With the tour behind him, Poncho is now back in Hawaii. Neil Young has a vacation house very nearby. "If my arm was in good shape I could almost throw a hardball onto his driveway," says Poncho. "Most people in this community of 22 homes are gone most of the year, though I'm here full time. Wealthy people live right on the ocean, but I'm a ghetto dweller up on one of the hills."

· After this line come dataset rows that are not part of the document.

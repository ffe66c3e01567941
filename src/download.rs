//! Streams datasets behind access URLs to local files.

use crate::dal::check_status;
use crate::error::Result;
use indicatif::{ProgressBar, ProgressStyle};
use reqwest::Client;
use std::path::{Path, PathBuf};
use tokio::io::AsyncWriteExt;
use tracing::{debug, info};

/// Fetches `url` into `dest`.
///
/// When `dest` is a directory, the file name is taken from the last segment
/// of the URL path. With `progress` set, a progress bar is drawn, sized from
/// `Content-Length` when the server sends one.
pub async fn fetch_to_file(
    client: &Client,
    url: &str,
    dest: &Path,
    progress: bool,
) -> Result<PathBuf> {
    let path = if dest.is_dir() {
        dest.join(filename_from_url(url))
    } else {
        dest.to_path_buf()
    };

    info!("Downloading {} to {}", url, path.display());
    let mut response = check_status(client.get(url).send().await?)?;
    let total = response.content_length();

    let bar = if progress {
        Some(make_bar(total)?)
    } else {
        None
    };

    let mut file = tokio::fs::File::create(&path).await?;
    let mut written: u64 = 0;
    while let Some(chunk) = response.chunk().await? {
        file.write_all(&chunk).await?;
        written += chunk.len() as u64;
        if let Some(bar) = &bar {
            bar.inc(chunk.len() as u64);
        }
    }
    file.flush().await?;
    if let Some(bar) = &bar {
        bar.finish_and_clear();
    }

    debug!("Wrote {} bytes to {}", written, path.display());
    Ok(path)
}

fn make_bar(total: Option<u64>) -> Result<ProgressBar> {
    let bar = match total {
        Some(total) => {
            let bar = ProgressBar::new(total);
            bar.set_style(
                ProgressStyle::with_template(
                    "{bar:40.cyan/blue} {bytes}/{total_bytes} ({eta})",
                )?
                .progress_chars("#>-"),
            );
            bar
        },
        None => {
            let bar = ProgressBar::new_spinner();
            bar.set_style(ProgressStyle::with_template("{spinner} {bytes} downloaded")?);
            bar
        },
    };
    Ok(bar)
}

/// Last non-empty URL path segment, with a fallback for opaque URLs.
fn filename_from_url(url: &str) -> String {
    url::Url::parse(url)
        .ok()
        .and_then(|parsed| {
            parsed
                .path_segments()
                .and_then(|segments| segments.filter(|s| !s.is_empty()).last())
                .map(str::to_string)
        })
        .filter(|name| !name.is_empty())
        .unwrap_or_else(|| "download.dat".to_string())
}
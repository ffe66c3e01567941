//! Simple Line Access (SLA) client: discovering spectral-line transitions
//! within a wavelength range.

use crate::dal::{interval, DalQuery, DalResults};
use crate::error::Result;
use reqwest::Client;
use tracing::info;

/// An asynchronous client for a spectral-line catalog service.
pub struct SlaService {
    client: Client,
    base_url: String,
}

impl SlaService {
    /// Creates a new `SlaService` for the given access URL.
    pub fn new(base_url: &str) -> Self {
        Self::with_client(base_url, Client::new())
    }

    /// Creates a new `SlaService` sharing an existing HTTP client.
    pub fn with_client(base_url: &str, client: Client) -> Self {
        Self {
            client,
            base_url: base_url.to_string(),
        }
    }

    pub fn base_url(&self) -> &str {
        &self.base_url
    }

    /// Searches for transitions whose wavelength falls inside the given
    /// range, in meters. Either bound may be open.
    pub async fn search(
        &self,
        wavelength_min_m: Option<f64>,
        wavelength_max_m: Option<f64>,
    ) -> Result<DalResults> {
        self.search_with(wavelength_min_m, wavelength_max_m, None).await
    }

    /// Line search with a row limit.
    pub async fn search_with(
        &self,
        wavelength_min_m: Option<f64>,
        wavelength_max_m: Option<f64>,
        maxrec: Option<u64>,
    ) -> Result<DalResults> {
        let range = interval(wavelength_min_m, wavelength_max_m);
        info!("SLA search for wavelength {} against {}", range, self.base_url);
        let mut query = DalQuery::new(self.client.clone(), &self.base_url)
            .param("REQUEST", "queryData")
            .param("WAVELENGTH", range);
        if let Some(maxrec) = maxrec {
            query = query.param("MAXREC", maxrec.to_string());
        }
        query.execute().await
    }
}
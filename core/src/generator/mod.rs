use crate::*;
pub use fixed::*;
pub use random::*;

mod fixed;
mod random;

/// Chooses where the mines of a new board go.
pub trait MinePlacer {
    /// Returns exactly `config.mines` distinct in-bounds coordinates.
    fn place(&mut self, config: &GameConfig) -> Result<Vec<Coord2>>;
}

impl<P: MinePlacer + ?Sized> MinePlacer for &mut P {
    fn place(&mut self, config: &GameConfig) -> Result<Vec<Coord2>> {
        (**self).place(config)
    }
}

/// Places `config.mines` mines uniformly at random using `rng`.
pub fn place_mines<R: rand::Rng>(config: &GameConfig, rng: R) -> Result<Vec<Coord2>> {
    RandomMinePlacer::new(rng).place(config)
}
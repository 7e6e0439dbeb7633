use std::io::{self, Write};

use crossterm::QueueableCommand;
use crossterm::style::{Color, PrintStyledContent, Stylize, style};
use sweeper_core::{Board, CellView, RevealedMask};

use crate::session::RenderSink;

pub const HIDDEN_GLYPH: char = '-';
pub const EMPTY_GLYPH: char = ' ';
pub const MINE_GLYPH: char = '*';

pub fn glyph(view: CellView) -> char {
    match view {
        CellView::Hidden => HIDDEN_GLYPH,
        CellView::Empty => EMPTY_GLYPH,
        CellView::Mine => MINE_GLYPH,
        CellView::Count(count) => char::from_digit(count.into(), 10).unwrap_or('?'),
    }
}

/// Classic minesweeper palette.
pub const fn color(view: CellView) -> Color {
    const fn rgb(r: u8, g: u8, b: u8) -> Color {
        Color::Rgb { r, g, b }
    }

    match view {
        CellView::Hidden => rgb(0x88, 0x88, 0x88),
        CellView::Empty => rgb(0x00, 0x00, 0x00),
        CellView::Mine => rgb(0xee, 0xee, 0xee),
        CellView::Count(1) => rgb(0x2b, 0x12, 0xff),
        CellView::Count(2) => rgb(0x2b, 0x7b, 0x00),
        CellView::Count(3) => rgb(0xcc, 0x00, 0x00),
        CellView::Count(4) => rgb(0x0f, 0x04, 0x7c),
        CellView::Count(5) => rgb(0x72, 0x00, 0x00),
        CellView::Count(6) => rgb(0x30, 0x7b, 0x7b),
        CellView::Count(7) => rgb(0x00, 0x00, 0x00),
        CellView::Count(_) => rgb(0x7b, 0x7b, 0x7b),
    }
}

/// Writes the board as text, one line per row.
pub struct TerminalRenderer<W> {
    out: W,
    colored: bool,
}

impl<W: Write> TerminalRenderer<W> {
    pub fn new(out: W, colored: bool) -> Self {
        Self { out, colored }
    }

    pub fn into_inner(self) -> W {
        self.out
    }
}

impl<W: Write> RenderSink for TerminalRenderer<W> {
    fn render(&mut self, board: &Board, mask: &RevealedMask) -> io::Result<()> {
        let (rows, cols) = board.size();
        for row in 0..rows {
            for col in 0..cols {
                let view = board.view(mask, (row, col));
                if self.colored {
                    self.out
                        .queue(PrintStyledContent(style(glyph(view)).with(color(view))))?;
                } else {
                    write!(self.out, "{}", glyph(view))?;
                }
            }
            writeln!(self.out)?;
        }
        self.out.flush()
    }

    fn message(&mut self, text: &str) -> io::Result<()> {
        writeln!(self.out, "{text}")?;
        self.out.flush()
    }
}
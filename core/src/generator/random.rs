use rand::rngs::SmallRng;
use rand::{Rng, SeedableRng};

use super::*;

/// Uniform mine placement over an injected random source.
///
/// Uses a partial Fisher-Yates shuffle over the linear cell indices, so every subset of `mines` cells is equally
/// likely and generation always finishes in `O(rows * cols)`.
#[derive(Clone, Debug)]
pub struct RandomMinePlacer<R> {
    rng: R,
}

impl<R: Rng> RandomMinePlacer<R> {
    pub fn new(rng: R) -> Self {
        Self { rng }
    }

    pub fn into_inner(self) -> R {
        self.rng
    }
}

impl RandomMinePlacer<SmallRng> {
    pub fn seeded(seed: u64) -> Self {
        Self::new(SmallRng::seed_from_u64(seed))
    }
}

impl<R: Rng> MinePlacer for RandomMinePlacer<R> {
    fn place(&mut self, config: &GameConfig) -> Result<Vec<Coord2>> {
        config.validate_mine_count()?;

        let total_cells = usize::from(config.total_cells());
        let mines = usize::from(config.mines);
        let cols = usize::from(config.cols());

        let mut cells: Vec<usize> = (0..total_cells).collect();
        for i in 0..mines {
            let j = self.rng.random_range(i..total_cells);
            cells.swap(i, j);
        }

        let coords: Vec<Coord2> = cells[..mines]
            .iter()
            .map(|&index| {
                // both quotient and remainder are bounded by `Coord` dimensions
                ((index / cols) as Coord, (index % cols) as Coord)
            })
            .collect();

        log::debug!(
            "Placed {} mines on a {}x{} board",
            coords.len(),
            config.rows(),
            config.cols()
        );
        log::trace!("Mine coordinates: {:?}", coords);
        Ok(coords)
    }
}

Gardening, snorkeling and kayaking take up most of his time these days, but visions of a Crazy Horse farewell tour continue to dance around his head. "It's not about the money," he says. "It comes from my heart. I want to do a tour where we know it's the last one and we can really say goodbye to all the people that have always been there for us. I want to share a special moment with them. I realize that might just be me being wanting everything to work out the way it does in a Frank Capra movie."